After centuries of being imprecise and shifting, the border’s role as line of separation and control was asserted in the 19th century. With the creation of Nation-states and the rise of international migrations, States have reinforced their military, customs and trade control, and also their control over migrations, distinguishing the "inside" from the "outside", the "we" from the "others". The construction of the European space led to the elimination of national borders in favour of the borders of the Schengen Area (set up in 1995, grouping together 26 European countries), although the recent “migration” crises, and the health crisis, have led to a return of national borders. Since 2005, the Frontex agency has been in charge of coordinating European border protections

Obstacle borders

Whereas the European countries within the Schengen Area had formed a free circulation area for over 25 years, the continent has experienced the return of borders, in the form of security, migration or health controls and the erection of walls and barbed wire, as in Hungary, Slovenia, Greece and Poland. Hence some 1,000 kilometres of walls have been put up since 1989. The barriers are also maritime (sea controls), technological (tracking and surveillance) and legal, notably through policies of visa attribution or non-attribution. Moreover, this is one of the most blatant forms of inequality. Two-thirds of the world’s population are subject to visa obligations. This injustice is justified by the “migration risk” that they would represent. Of course this mainly concerns travel from South to North, and not the other way round. Nevertheless, travellers from the northern hemisphere arriving in the Tropics may encounter other types of inequality on-site, as Catherine Withol de Wenden reminds us: “naturalisation is difficult or even impossible, no political rights for foreigners, access to property is sometimes restricted”.

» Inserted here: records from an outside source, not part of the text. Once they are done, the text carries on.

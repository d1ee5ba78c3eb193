//! pianovis: turns MIDI files into piano-keyboard videos.
//!
//! Event sources are resolved into per-track frame timelines, every frame
//! is rendered as a pure function of its number, and the frame range is
//! rendered by parallel workers whose output is reassembled in order and
//! muxed with a matching audio track.
//!
//! # Example
//! ```no_run
//! use pianovis::{Composition, ExportJob, ExportOptions, TrackStyle, VideoConfig};
//!
//! let mut video = Composition::new(VideoConfig { start_offset: 30, end_offset: 30, ..VideoConfig::default() });
//! video.add_track(["song.mid"], TrackStyle::default());
//! video.register().unwrap();
//!
//! let report = ExportJob::new(&video, ExportOptions::default())
//!     .run("song.mp4".as_ref())
//!     .unwrap();
//! println!("{} frames", report.frames);
//! ```

pub mod audio;
pub mod config;
pub mod error;
pub mod events;
pub mod export;
pub mod media;
pub mod model;
pub mod plan;
pub mod renderer;
pub mod scheduler;
pub mod tempo;
pub mod timeline;

use std::path::Path;

pub use audio::{AudioClip, AudioSource, AudioWindow};
pub use config::{
    ColorMode, ExportOptions, Palette, ProjectConfig, TrackConfig, TrackStyle, VideoConfig,
};
pub use error::{Error, Result, SourcePosition};
pub use events::{parse_bytes, parse_file, parse_files};
pub use export::{Composition, ExportJob, ExportReport};
pub use model::{NoteEvent, Rect, Rgb};
pub use plan::{plan_to_json, ExportPlan};
pub use renderer::{is_black_key, FrameRenderer, KeyboardLayout, RenderFrame};
pub use scheduler::{partition, CancelToken, ExportChunk, ExportProgress};
pub use timeline::{KeySet, Timeline};

/// Load a project file and build its registered composition.
pub fn load_project<P: AsRef<Path>>(path: P) -> Result<(Composition, ExportOptions)> {
    let config = ProjectConfig::load(path)?;
    let mut composition = Composition::from_project(&config);
    composition.register()?;
    Ok((composition, config.export))
}

/// Export a project file to `dest` using the system tools.
pub fn export_project_file<P: AsRef<Path>, Q: AsRef<Path>>(
    config_path: P,
    dest: Q,
) -> Result<ExportReport> {
    let (composition, options) = load_project(config_path)?;
    ExportJob::new(&composition, options).run(dest.as_ref())
}

/// Load a project file and return its export plan as JSON.
pub fn plan_project_file<P: AsRef<Path>>(config_path: P) -> Result<String> {
    let (composition, options) = load_project(config_path)?;
    let plan = ExportJob::new(&composition, options).plan()?;
    Ok(plan_to_json(&plan))
}

// ═══════════════════════════════════════════════════════════════════════
// C FFI for embedding hosts
// ═══════════════════════════════════════════════════════════════════════

use std::ffi::{CStr, CString};
use std::os::raw::c_char;

/// Status codes returned by [`pianovis_export_project`].
pub const PIANOVIS_OK: i32 = 0;
pub const PIANOVIS_ERR_ARGUMENT: i32 = 1;
pub const PIANOVIS_ERR_PARSE: i32 = 2;
pub const PIANOVIS_ERR_CONFIG: i32 = 3;
pub const PIANOVIS_ERR_RENDER: i32 = 4;
pub const PIANOVIS_ERR_AUDIO: i32 = 5;
pub const PIANOVIS_ERR_MUX: i32 = 6;
pub const PIANOVIS_ERR_CANCELLED: i32 = 7;
pub const PIANOVIS_ERR_IO: i32 = 8;

fn status_code(err: &Error) -> i32 {
    match err {
        Error::Parse { .. } => PIANOVIS_ERR_PARSE,
        Error::Config(_) => PIANOVIS_ERR_CONFIG,
        Error::RenderFault(_) | Error::WorkerFailure { .. } | Error::FrameSink(_) => {
            PIANOVIS_ERR_RENDER
        }
        Error::SynthesisUnavailable { .. } | Error::Audio(_) => PIANOVIS_ERR_AUDIO,
        Error::MuxFailure(_) => PIANOVIS_ERR_MUX,
        Error::Cancelled => PIANOVIS_ERR_CANCELLED,
        Error::Io(_) => PIANOVIS_ERR_IO,
    }
}

unsafe fn c_str<'a>(ptr: *const c_char) -> Option<&'a str> {
    if ptr.is_null() {
        return None;
    }
    unsafe { CStr::from_ptr(ptr) }.to_str().ok()
}

/// Export the project described by a JSON file to `dest_path`.
/// Returns `PIANOVIS_OK` or one of the `PIANOVIS_ERR_*` codes.
///
/// # Safety
/// Both arguments must be valid null-terminated UTF-8 C strings.
#[no_mangle]
pub unsafe extern "C" fn pianovis_export_project(
    config_path: *const c_char,
    dest_path: *const c_char,
) -> i32 {
    let config = unsafe { c_str(config_path) };
    let dest = unsafe { c_str(dest_path) };
    let (Some(config), Some(dest)) = (config, dest) else {
        return PIANOVIS_ERR_ARGUMENT;
    };
    match export_project_file(config, dest) {
        Ok(_) => PIANOVIS_OK,
        Err(e) => {
            tracing::error!(error = %e, "export failed");
            status_code(&e)
        }
    }
}

/// Compute the export plan of a project file and return it as JSON.
/// The caller must free the returned string with `pianovis_free_string`.
/// Returns null on failure.
///
/// # Safety
/// `config_path` must be a valid null-terminated UTF-8 C string.
#[no_mangle]
pub unsafe extern "C" fn pianovis_plan_project(config_path: *const c_char) -> *mut c_char {
    let Some(config) = (unsafe { c_str(config_path) }) else {
        return std::ptr::null_mut();
    };
    match plan_project_file(config) {
        Ok(json) => CString::new(json).unwrap_or_default().into_raw(),
        Err(_) => std::ptr::null_mut(),
    }
}

/// Free a string previously returned by pianovis functions.
///
/// # Safety
/// `ptr` must be a string previously returned by a pianovis function, or null.
#[no_mangle]
pub unsafe extern "C" fn pianovis_free_string(ptr: *mut c_char) {
    if !ptr.is_null() {
        unsafe {
            let _ = CString::from_raw(ptr);
        }
    }
}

Whereas a French passport serves as an “open sesame” providing entry into 186 countries, an Iraqi passport provides access to only 28 countries… This inequality – injustice – is allowing people-smuggling networks to prosper, while the suffering, dangers and drama facing candidates for travel or exile are increasing.

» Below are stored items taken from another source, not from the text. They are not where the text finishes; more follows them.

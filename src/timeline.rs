//! One visual piano track: its event sources, resolved notes and style.

use std::path::PathBuf;

use tracing::{debug, instrument};

use crate::config::TrackStyle;
use crate::error::{Error, Result};
use crate::events;
use crate::model::{NoteEvent, KEY_COUNT};

/// A piano track.
///
/// Created with its sources and style, populated once by [`Timeline::register`]
/// and read-only afterwards.
#[derive(Debug, Clone)]
pub struct Timeline {
    sources: Vec<PathBuf>,
    style: TrackStyle,
    notes: Vec<NoteEvent>,
    fps: u32,
    frame_offset: i64,
    registered: bool,
}

impl Timeline {
    pub fn new<I, P>(sources: I, style: TrackStyle) -> Self
    where
        I: IntoIterator<Item = P>,
        P: Into<PathBuf>,
    {
        Self {
            sources: sources.into_iter().map(Into::into).collect(),
            style,
            notes: Vec::new(),
            fps: 0,
            frame_offset: 0,
            registered: false,
        }
    }

    /// Build a timeline from notes resolved elsewhere. Frames are shifted by
    /// `frame_offset` like parsed notes are.
    pub fn from_notes(
        notes: Vec<NoteEvent>,
        fps: u32,
        frame_offset: i64,
        style: TrackStyle,
    ) -> Result<Self> {
        let mut notes: Vec<NoteEvent> = notes
            .into_iter()
            .map(|n| NoteEvent {
                start_frame: n.start_frame + frame_offset,
                end_frame: n.end_frame + frame_offset,
                ..n
            })
            .collect();
        if let Some(bad) = notes.iter().find(|n| {
            n.start_frame < 0 || n.end_frame < n.start_frame || n.pitch as usize >= KEY_COUNT
        }) {
            return Err(Error::RenderFault(format!("invalid note {bad:?}")));
        }
        notes.sort_by_key(|n| (n.start_frame, n.pitch, n.end_frame));
        Ok(Self {
            sources: Vec::new(),
            style,
            notes,
            fps,
            frame_offset,
            registered: true,
        })
    }

    pub fn add_source<P: Into<PathBuf>>(&mut self, path: P) {
        self.sources.push(path.into());
    }

    /// Parse every source at the given frame rate and offset.
    ///
    /// Replaces any notes from an earlier registration. Timelines built with
    /// [`Timeline::from_notes`] keep their notes when they have no sources.
    #[instrument(skip(self), fields(sources = self.sources.len()))]
    pub fn register(&mut self, fps: u32, frame_offset: i64) -> Result<()> {
        if self.registered && self.sources.is_empty() {
            return Ok(());
        }
        self.notes = events::parse_files(&self.sources, fps, frame_offset)?;
        self.fps = fps;
        self.frame_offset = frame_offset;
        self.registered = true;
        debug!(notes = self.notes.len(), "timeline registered");
        Ok(())
    }

    pub fn is_registered(&self) -> bool {
        self.registered
    }

    pub fn sources(&self) -> &[PathBuf] {
        &self.sources
    }

    pub fn style(&self) -> &TrackStyle {
        &self.style
    }

    /// Notes sorted by start frame.
    pub fn notes(&self) -> &[NoteEvent] {
        &self.notes
    }

    pub fn fps(&self) -> u32 {
        self.fps
    }

    pub fn frame_offset(&self) -> i64 {
        self.frame_offset
    }

    /// Earliest start frame, `None` for a track without notes.
    pub fn min_frame(&self) -> Option<i64> {
        self.notes.iter().map(|n| n.start_frame).min()
    }

    /// Latest end frame, `None` for a track without notes.
    pub fn max_frame(&self) -> Option<i64> {
        self.notes.iter().map(|n| n.end_frame).max()
    }

    /// Keys held down on `frame`.
    pub fn active_keys(&self, frame: i64) -> KeySet {
        let mut keys = KeySet::default();
        // Notes are sorted by start, nothing after the first later start can be active.
        for note in self.notes.iter().take_while(|n| n.start_frame <= frame) {
            if note.end_frame >= frame {
                keys.insert(note.pitch);
            }
        }
        keys
    }
}

/// Set of piano keys, one flag per key.
#[derive(Debug, Clone, Copy, PartialEq, Eq)]
pub struct KeySet([bool; KEY_COUNT]);

impl Default for KeySet {
    fn default() -> Self {
        Self([false; KEY_COUNT])
    }
}

impl KeySet {
    pub fn insert(&mut self, pitch: u8) {
        if let Some(slot) = self.0.get_mut(pitch as usize) {
            *slot = true;
        }
    }

    pub fn contains(&self, pitch: u8) -> bool {
        self.0.get(pitch as usize).copied().unwrap_or(false)
    }

    pub fn len(&self) -> usize {
        self.0.iter().filter(|k| **k).count()
    }

    pub fn is_empty(&self) -> bool {
        self.len() == 0
    }

    pub fn iter(&self) -> impl Iterator<Item = u8> + '_ {
        self.0
            .iter()
            .enumerate()
            .filter(|(_, on)| **on)
            .map(|(i, _)| i as u8)
    }
}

Frontiers are also moving beyond the limits of the EU: to bordering countries and countries that “clandestine” migrants transit through like Morocco or Algeria. Outsourcing, which helps keep these migrants at a distance, consists in delegating management of migration flows to transit countries or countries of origin. This basically amounts to exporting the border, extending control and distance, restricting freedom of circulation, obliging migrants to take new, longer, more dangerous and more expensive routes. Borders are becoming more lucrative for the networks of people-smugglers and other fake-document manufacturers.
Elsewhere, other borders are being reinforced, rejecting and killing, like the roughly 75 walls erected across the world covering around 40,000 km. In 1989, with the fall of the Berlin Wall, the world counted… 6 walls. Today, they are being put up between the USA and Mexico, between Israel and the West Bank, in the Western Sahara, they also include the electrified fences surrounding the Spanish enclaves of Ceuta and Melilla, between Botswana and Zimbabwe, between India and Bangladesh, India and Pakistan… The latest initiative dates back to February 20th 2022 and comes from the Dominican Republic, which decided to build a wall 164-km long, almost 4 metres high and interspersed with 70 watchtowers, to “control” immigration from Haiti.

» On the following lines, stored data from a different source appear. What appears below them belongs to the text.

//! Export plan: which frames get rendered, how they are split across
//! workers, and how the audio track lines up with them.
//!
//! The frame range is derived from the notes of every timeline:
//!
//!   `first = min(note starts) - start_offset`
//!   `last  = max(note ends) + end_offset`
//!
//! Compositions register their timelines with `frame_offset = start_offset`,
//! so the first note lands exactly `start_offset` frames after the first
//! exported frame. The preview fraction trims the note range before padding
//! is added.
//!
//! Audio is aligned through the timeline holding the earliest note: its own
//! `frame_offset` maps that note back to the source's clock, whatever offset
//! the timeline was built with.

use serde::Serialize;

use crate::audio::AudioWindow;
use crate::config::VideoConfig;
use crate::error::{Error, Result};
use crate::scheduler::{partition, ExportChunk};
use crate::timeline::Timeline;

/// Everything an export run needs to know about its frame range.
#[derive(Debug, Clone, PartialEq, Serialize)]
pub struct ExportPlan {
    pub width: u32,
    pub height: u32,
    pub fps: u32,
    pub start_offset: i64,
    pub end_offset: i64,
    /// First note frame (inclusive), offset applied.
    pub note_first_frame: i64,
    /// The first note's frame on its source's own clock, before the track's
    /// frame offset. Audio rendered from the sources starts here.
    pub note_source_frame: i64,
    /// Last note frame (inclusive), after preview trimming.
    pub note_last_frame: i64,
    /// First exported frame.
    pub first_frame: i64,
    /// Last exported frame (inclusive).
    pub last_frame: i64,
    pub chunks: Vec<ExportChunk>,
}

impl ExportPlan {
    pub fn new(
        video: &VideoConfig,
        timelines: &[Timeline],
        preview_fraction: f64,
        workers: usize,
    ) -> Result<Self> {
        video.validate()?;
        if timelines.is_empty() {
            return Err(Error::RenderFault("nothing to export: no tracks".into()));
        }
        let earliest = timelines
            .iter()
            .filter_map(|t| t.min_frame().map(|f| (f, t.frame_offset())))
            .min();
        let last = timelines.iter().filter_map(Timeline::max_frame).max();
        let (Some((note_first, first_offset)), Some(note_last)) = (earliest, last) else {
            return Err(Error::RenderFault("nothing to export: tracks contain no notes".into()));
        };

        let fraction = preview_fraction.clamp(0.0, 1.0);
        let note_last = note_first + (fraction * (note_last - note_first) as f64).floor() as i64;

        let start_offset = video.start_offset as i64;
        let end_offset = video.end_offset as i64;
        let first_frame = note_first - start_offset;
        let last_frame = note_last + end_offset;

        Ok(Self {
            width: video.width,
            height: video.height,
            fps: video.fps,
            start_offset,
            end_offset,
            note_first_frame: note_first,
            note_source_frame: note_first - first_offset,
            note_last_frame: note_last,
            first_frame,
            last_frame,
            chunks: partition(first_frame, last_frame, workers.max(1)),
        })
    }

    /// Number of frames in the exported video.
    pub fn total_frames(&self) -> u64 {
        (self.last_frame - self.first_frame + 1) as u64
    }

    pub fn duration_ms(&self) -> f64 {
        self.frames_to_ms(self.total_frames() as i64)
    }

    fn frames_to_ms(&self, frames: i64) -> f64 {
        frames as f64 / self.fps as f64 * 1000.0
    }

    /// How the sound must be cut and padded to match the frames.
    pub fn audio_window(&self) -> AudioWindow {
        AudioWindow {
            skip_ms: self.frames_to_ms(self.note_source_frame),
            content_ms: self.frames_to_ms(self.note_last_frame - self.note_first_frame + 1),
            lead_ms: self.frames_to_ms(self.start_offset),
            tail_ms: self.frames_to_ms(self.end_offset),
        }
    }
}

/// Serialize an ExportPlan to JSON.
pub fn plan_to_json(plan: &ExportPlan) -> String {
    serde_json::to_string(plan).unwrap_or_else(|_| "{}".to_string())
}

One word, different meanings

The globalisation of migration is transforming the border into a meeting space from which new and composite identities are emerging. It moves between individuals and distinguishes status as different as foreigner and national, naturalised French citizen and long-established French citizen, regular immigrant and undocumented immigrant, immigrant from EU states and the others… The border can exclude or expand; bring closer or separate; place under house arrest or welcome; separate status, accord different rights, advantages for some, discrimination for others; divide between "insiders" and "outsiders". The border can be a rejection line or a welcome space.